Edwin Lynch made a fortune turning his Fairfax County farms into subdivisions, shopping centers and industrial parks.
Now he has found a 623-acre horse farm that he plans to preserve and retire on -- and a way to receive a sizable tax break in the process.
If Fairfax agrees to make Meadowood Farms the county's second agricultural district, Lynch's real estate taxes will drop from just under $20,000 a year to less than $3,000. In return, Lynch will promise not to subdivide the farm, as he did with land in Annandale and Burke.
Lynch's recent application, which the nine-member Board of Supervisors will consider later this year, is likely to fan the current debate in Fairfax over the costs of preserving farmland. Meadowood is a working farm, as the Virginia law on agricultural districts requires, but Lynch is considerably more than a working farmer -- he and two of his family firms own more than $26 million worth of property in Fairfax, according to county records.
The 68-year-old Fairfax native said this week he will not subdivide Meadowood even if the county rejects his application. Instead, he plans to build his retirement home there on a bluff overlooking the Potomac, which runs wide and calm as a mountain lake past the farm south of Mount Vernon.

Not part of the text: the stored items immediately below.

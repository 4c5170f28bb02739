// Copyright 2021 Twitter, Inc.
// Licensed under the Apache License, Version 2.0
// http://www.apache.org/licenses/LICENSE-2.0

//! PNG rendering of an [`Analysis`].
//!
//! One panel per benchmark run, stacked vertically and sharing both the time
//! axis and the latency range, followed by a panel of interval updates when
//! any node log produced records.

use crate::analysis::{Analysis, IntervalPoint, RunSeries};
use crate::error::{Error, Result};

use plotters::coord::Shift;
use plotters::prelude::*;
use plotters::series::DashedLineSeries;

use std::ops::Range;

macro_rules! hexcolour {
    ($colour:literal) => {
        RGBColor(
            (($colour & 0xFF0000) >> 16) as u8,
            (($colour & 0x00FF00) >> 8) as u8,
            ($colour & 0x0000FF) as u8,
        )
    };
}

const COLOURS: &[RGBColor] = &[
    hexcolour!(0x1F77B4),
    hexcolour!(0xFF7F0E),
    hexcolour!(0x2CA02C),
    hexcolour!(0xD62728),
    hexcolour!(0x9467BD),
    hexcolour!(0x8C564B),
    hexcolour!(0xE377C2),
    hexcolour!(0x7F7F7F),
    hexcolour!(0xBCBD22),
    hexcolour!(0x17BECF),
];

const LATENCY_LINE: RGBColor = hexcolour!(0x808080);
const OK_POINT: RGBColor = hexcolour!(0x008000);
const ERROR_POINT: RGBColor = hexcolour!(0xFF0000);

struct PanelStyle {
    title: &'static str,
    mean: RGBColor,
    delay: RGBColor,
}

const BASIC_PANEL: PanelStyle = PanelStyle {
    title: "Basic Raft latency",
    mean: hexcolour!(0x0000FF),
    delay: hexcolour!(0x008000),
};

const ADAPTIVE_PANEL: PanelStyle = PanelStyle {
    title: "Adaptive Raft latency",
    mean: hexcolour!(0xFFA500),
    delay: hexcolour!(0xFF0000),
};

/// Render `analysis` to a PNG at `path`.
pub fn render(
    analysis: &Analysis,
    path: &str,
    size: (u32, u32),
    delay_target: &str,
    jitter_ms: u64,
) -> Result<()> {
    draw(analysis, path, size, delay_target, jitter_ms)
        .map_err(|e| Error::Render(format!("{}: {}", path, e)))?;
    info!("Plot saved as '{}'", path);
    Ok(())
}

fn draw(
    analysis: &Analysis,
    path: &str,
    size: (u32, u32),
    delay_target: &str,
    jitter_ms: u64,
) -> std::result::Result<(), Box<dyn std::error::Error>> {
    let root = BitMapBackend::new(path, size).into_drawing_area();
    root.fill(&WHITE)?;

    let with_intervals = !analysis.intervals.is_empty();
    let panels = root.split_evenly((if with_intervals { 3 } else { 2 }, 1));

    let x_range = time_range(analysis);
    let y_range = padded(analysis.latency_range.0, analysis.latency_range.1);

    draw_run(
        &panels[0],
        &analysis.basic,
        &BASIC_PANEL,
        x_range.clone(),
        y_range.clone(),
        delay_target,
        jitter_ms,
    )?;
    draw_run(
        &panels[1],
        &analysis.adaptive,
        &ADAPTIVE_PANEL,
        x_range.clone(),
        y_range,
        delay_target,
        jitter_ms,
    )?;

    if with_intervals {
        draw_intervals(&panels[2], analysis, x_range)?;
    }

    root.present()?;
    Ok(())
}

fn draw_run<DB: DrawingBackend>(
    area: &DrawingArea<DB, Shift>,
    run: &RunSeries,
    style: &PanelStyle,
    x_range: Range<f64>,
    y_range: Range<f64>,
    delay_target: &str,
    jitter_ms: u64,
) -> std::result::Result<(), Box<dyn std::error::Error>>
where
    DB::ErrorType: 'static,
{
    let steps = step_post(&run.delay_steps());
    let jitter = jitter_ms as f64;
    let delay_range = {
        let lo = steps.iter().map(|(_, d)| d - jitter).fold(0.0, f64::min);
        let hi = steps.iter().map(|(_, d)| d + jitter).fold(0.0, f64::max);
        padded(lo, hi)
    };

    let mut chart = ChartBuilder::on(area)
        .caption(style.title, ("sans-serif", 24))
        .margin(15)
        .set_label_area_size(LabelAreaPosition::Left, 70)
        .set_label_area_size(LabelAreaPosition::Right, 70)
        .set_label_area_size(LabelAreaPosition::Bottom, 40)
        .build_cartesian_2d(x_range.clone(), y_range)?
        .set_secondary_coord(x_range.clone(), delay_range);

    chart
        .configure_mesh()
        .x_desc("Time (s)")
        .y_desc("Latency (ms)")
        .draw()?;

    let points: Vec<(f64, f64)> = run
        .seconds
        .offsets
        .iter()
        .copied()
        .zip(run.latency_values())
        .collect();

    chart
        .draw_series(LineSeries::new(
            points.iter().copied(),
            LATENCY_LINE.mix(0.5).stroke_width(1),
        ))?
        .label("Latency")
        .legend(|(x, y)| {
            PathElement::new(vec![(x, y), (x + 20, y)], LATENCY_LINE.stroke_width(1))
        });

    chart.draw_series(run.latencies.iter().zip(points.iter()).map(|(record, point)| {
        let colour = if record.is_error { ERROR_POINT } else { OK_POINT };
        Circle::new(*point, 2, colour.filled())
    }))?;

    let mean = run.summary.mean_ms;
    let mean_colour = style.mean;
    chart
        .draw_series(DashedLineSeries::new(
            vec![(x_range.start, mean), (x_range.end, mean)],
            10,
            6,
            mean_colour.stroke_width(2),
        ))?
        .label(format!("Mean ({:.1} ms)", mean))
        .legend(move |(x, y)| {
            PathElement::new(vec![(x, y), (x + 20, y)], mean_colour.stroke_width(2))
        });

    if !steps.is_empty() {
        let delay_colour = style.delay;

        chart
            .configure_secondary_axes()
            .y_desc(format!("Delay on {} (ms)", delay_target))
            .draw()?;

        let mut band: Vec<(f64, f64)> = steps.iter().map(|(t, d)| (*t, d + jitter)).collect();
        band.extend(steps.iter().rev().map(|(t, d)| (*t, d - jitter)));
        chart
            .draw_secondary_series(std::iter::once(Polygon::new(
                band,
                delay_colour.mix(0.2).filled(),
            )))?
            .label(format!("Jitter (±{} ms)", jitter_ms))
            .legend(move |(x, y)| {
                Rectangle::new([(x, y - 5), (x + 20, y + 5)], delay_colour.mix(0.2).filled())
            });

        chart
            .draw_secondary_series(LineSeries::new(steps, delay_colour.stroke_width(2)))?
            .label("Injected delay")
            .legend(move |(x, y)| {
                PathElement::new(vec![(x, y), (x + 20, y)], delay_colour.stroke_width(2))
            });
    }

    chart
        .configure_series_labels()
        .position(SeriesLabelPosition::UpperLeft)
        .background_style(WHITE.mix(0.8).filled())
        .border_style(&BLACK)
        .draw()?;

    Ok(())
}

fn draw_intervals<DB: DrawingBackend>(
    area: &DrawingArea<DB, Shift>,
    analysis: &Analysis,
    x_range: Range<f64>,
) -> std::result::Result<(), Box<dyn std::error::Error>>
where
    DB::ErrorType: 'static,
{
    let max = analysis
        .intervals
        .iter()
        .map(|p| p.interval_ms as f64)
        .fold(0.0, f64::max);

    let mut chart = ChartBuilder::on(area)
        .caption("Interval per node (adaptive time axis)", ("sans-serif", 24))
        .margin(15)
        .set_label_area_size(LabelAreaPosition::Left, 70)
        .set_label_area_size(LabelAreaPosition::Right, 70)
        .set_label_area_size(LabelAreaPosition::Bottom, 40)
        .build_cartesian_2d(x_range, padded(0.0, max))?;

    chart
        .configure_mesh()
        .x_desc("Time (s since the adaptive run started)")
        .y_desc("Interval (ms)")
        .draw()?;

    for (i, name) in analysis.node_names().into_iter().enumerate() {
        let colour = COLOURS[i % COLOURS.len()];
        let points: Vec<(f64, f64)> = analysis
            .intervals
            .iter()
            .filter(|p| p.node_name == name)
            .map(|p: &IntervalPoint| (p.relative_seconds, p.interval_ms as f64))
            .collect();

        chart
            .draw_series(LineSeries::new(points.iter().copied(), colour.stroke_width(2)))?
            .label(name)
            .legend(move |(x, y)| {
                PathElement::new(vec![(x, y), (x + 20, y)], colour.stroke_width(2))
            });
        chart.draw_series(
            points
                .iter()
                .map(|point| Circle::new(*point, 3, colour.filled())),
        )?;
    }

    chart
        .configure_series_labels()
        .position(SeriesLabelPosition::UpperRight)
        .background_style(WHITE.mix(0.8).filled())
        .border_style(&BLACK)
        .draw()?;

    Ok(())
}

/// Expand delay changes into the corner points of a step line that holds
/// each value until the next change.
fn step_post(steps: &[(f64, u64)]) -> Vec<(f64, f64)> {
    let mut points = Vec::with_capacity(steps.len() * 2);
    for (i, (t, d)) in steps.iter().enumerate() {
        if i > 0 {
            points.push((*t, steps[i - 1].1 as f64));
        }
        points.push((*t, *d as f64));
    }
    points
}

/// x axis shared by every panel.
fn time_range(analysis: &Analysis) -> Range<f64> {
    let offsets = analysis
        .basic
        .seconds
        .offsets
        .iter()
        .chain(analysis.adaptive.seconds.offsets.iter())
        .chain(analysis.basic.delay_seconds.iter())
        .chain(analysis.adaptive.delay_seconds.iter())
        .copied()
        .chain(analysis.intervals.iter().map(|p| p.relative_seconds));
    let (lo, hi) = offsets.fold((0.0_f64, 0.0_f64), |(lo, hi), v| (lo.min(v), hi.max(v)));
    lo..hi.max(lo + 1.0)
}

// plotters needs a non-empty range
fn padded(lo: f64, hi: f64) -> Range<f64> {
    if hi > lo {
        let pad = 0.05 * (hi - lo);
        lo - pad..hi + pad
    } else {
        lo - 1.0..hi + 1.0
    }
}

#[cfg(test)]
mod tests {
    use super::*;
    use crate::analysis::Sources;
    use crate::config::Config;

    const BASIC: &str = "\
2024-01-01 10:00:00 - 🔧 Applying delay: 20ms to node_three
Req: 2024-01-01 10:00:00.000000N | Res: 2024-01-01 10:00:00.030000N | 30ms | ✅
2024-01-01 10:00:01 - 🔧 Applying delay: 78ms to node_three
Req: 2024-01-01 10:00:01.000000N | Res: timeout | 900ms | ❌
Req: 2024-01-01 10:00:02.000000N | Res: 2024-01-01 10:00:02.045000N | 45ms | ✅
";

    const ADAPTIVE: &str = "\
2024-01-01 11:00:00.5 - 🔧 Applying delay: 20ms to node_three
Req: 2024-01-01 11:00:00.000000N | Res: 2024-01-01 11:00:00.010000N | 10ms | ✅
Req: 2024-01-01 11:00:00.500000N | Res: 2024-01-01 11:00:00.540000N | 40ms | ✅
Req: 2024-01-01 11:00:01.000000N | Res: 2024-01-01 11:00:01.020000N | 20ms | ✅
";

    const NODE: &str = "\
[2024-01-01 11:00:01 EET] Interval update for Node: 50 → 830
[2024-01-01 11:00:02 EET] Interval update for Node: 50 → 845
";

    fn render_to_tempdir(sources: Sources) {
        let analysis = Analysis::from_sources(&sources, &Config::default()).unwrap();
        let dir = tempfile::tempdir().unwrap();
        let path = dir.path().join("chart.png");
        let path = path.to_str().unwrap();
        render(&analysis, path, (800, 700), "node_three", 40).unwrap();
        assert!(std::fs::metadata(path).unwrap().len() > 0);
    }

    #[test]
    fn render_with_intervals() {
        render_to_tempdir(Sources {
            basic: BASIC.to_string(),
            adaptive: ADAPTIVE.to_string(),
            nodes: vec![
                ("node_one".to_string(), NODE.to_string()),
                ("node_three".to_string(), NODE.replace("50", "52")),
            ],
        });
    }

    #[test]
    fn render_without_intervals() {
        render_to_tempdir(Sources {
            basic: BASIC.to_string(),
            adaptive: ADAPTIVE.to_string(),
            nodes: Vec::new(),
        });
    }

    #[test]
    fn render_without_delays() {
        let strip = |text: &str| {
            text.lines()
                .filter(|line| !line.contains("Applying delay"))
                .collect::<Vec<_>>()
                .join("\n")
        };
        render_to_tempdir(Sources {
            basic: strip(BASIC),
            adaptive: strip(ADAPTIVE),
            nodes: vec![("node_one".to_string(), NODE.to_string())],
        });
    }

    #[test]
    fn render_into_missing_directory_fails() {
        let analysis = Analysis::from_sources(
            &Sources {
                basic: BASIC.to_string(),
                adaptive: ADAPTIVE.to_string(),
                nodes: Vec::new(),
            },
            &Config::default(),
        )
        .unwrap();
        let dir = tempfile::tempdir().unwrap();
        let path = dir.path().join("missing").join("chart.png");
        assert!(matches!(
            render(&analysis, path.to_str().unwrap(), (800, 700), "node_three", 40),
            Err(Error::Render(_))
        ));
    }

    #[test]
    fn step_line_holds_until_next_change() {
        assert_eq!(
            step_post(&[(0.0, 20), (10.0, 78), (20.0, 40)]),
            vec![
                (0.0, 20.0),
                (10.0, 20.0),
                (10.0, 78.0),
                (20.0, 78.0),
                (20.0, 40.0)
            ]
        );
        assert!(step_post(&[]).is_empty());
    }

    #[test]
    fn degenerate_ranges_are_widened() {
        assert_eq!(padded(5.0, 5.0), 4.0..6.0);
        let range = padded(0.0, 100.0);
        assert!((range.start + 5.0).abs() < 1e-9);
        assert!((range.end - 105.0).abs() < 1e-9);
    }
}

Meadowood boards horses for Northern Virginia equestrians and grows hay to feed its boarders on 112 acres of farmland. The fields give way to 511 acres of mostly virgin forest that in turn opens onto Belmont Bay. Next door to a state park and national wildlife refuge on Mason Neck, a federal sanctuary for nesting the endangered bald eagle. Meadowood is the kind of open space that Fairfax supervisors say they want to preserve.
Last month the Fairfax board decided against adopting a land-use tax, which would have aimed at preserving farms by taxing them according to what they produce rather than what they would bring if sold for development. Although the supervisors said they want to save some of their county's dwindling farmland, several have expressed fears that developers and investors would take advantage of a land-use tax.
Virginia law, however, allows farmers in any county to apply for agricultural district status for farms or groups of farms of 400 acres or more. If the county establishes such a district, the affected farmers are entitled to land-use tax rates even if the tax has not been adopted countywide.
Farmers who later change their minds and develop their lands must pay back taxes for five previous years. But since they pay only 10 percent interest on the back taxes, developers in other Virginia counties have found it advantageous to apply for the tax break even if they have imminent plans to develop the farms.
Fairfax established its first agricultural district in January for two dairy farms and a nature preserve near Great Falls. One earlier application was withdrawn, and that farm in western Fairfax is now being developed as Franklin Farms subdivisions.
Lynch has turned two of his farms into subdivisions, one in Annandale after World War II and another in Burke in 1975. He traded his Burke farm, which gave way to the planned new town of Burke Centre, for what would become Meadowood. Now he intends to keep Meadowood, but he says he cannot make a profit while paying the current property tax rate.
Fairfax Supervisor Sandra L. Duckworth, whose Mount Vernon District includes Meadowood, said it may be worth the loss in tax revenue to encourage Lynch to preserve his farm. "It's very important in a county that's being built over with concrete, brick and asphalt to keep as much space open as possible," Duckworth said. "I hope other people will see it that way."
Supervisor Thomas M. Davis III, who represents the more urban Mason District, is less enthusiastic, although both Davis and Duckworth said they will not decide how to vote until they have studied Lynch's application. Davis' district includes the Pinecrest Golf Course, which the Lynch family recently sold to a developer after Davis tried unsuccessfully to persuade them to sell it to the county for a park.
"The county had kept the taxes very low for a very long time," Davis said. "When the bucks were there, they sold it. I think that's the most charitable way to put it -- and I think that's how it usually works."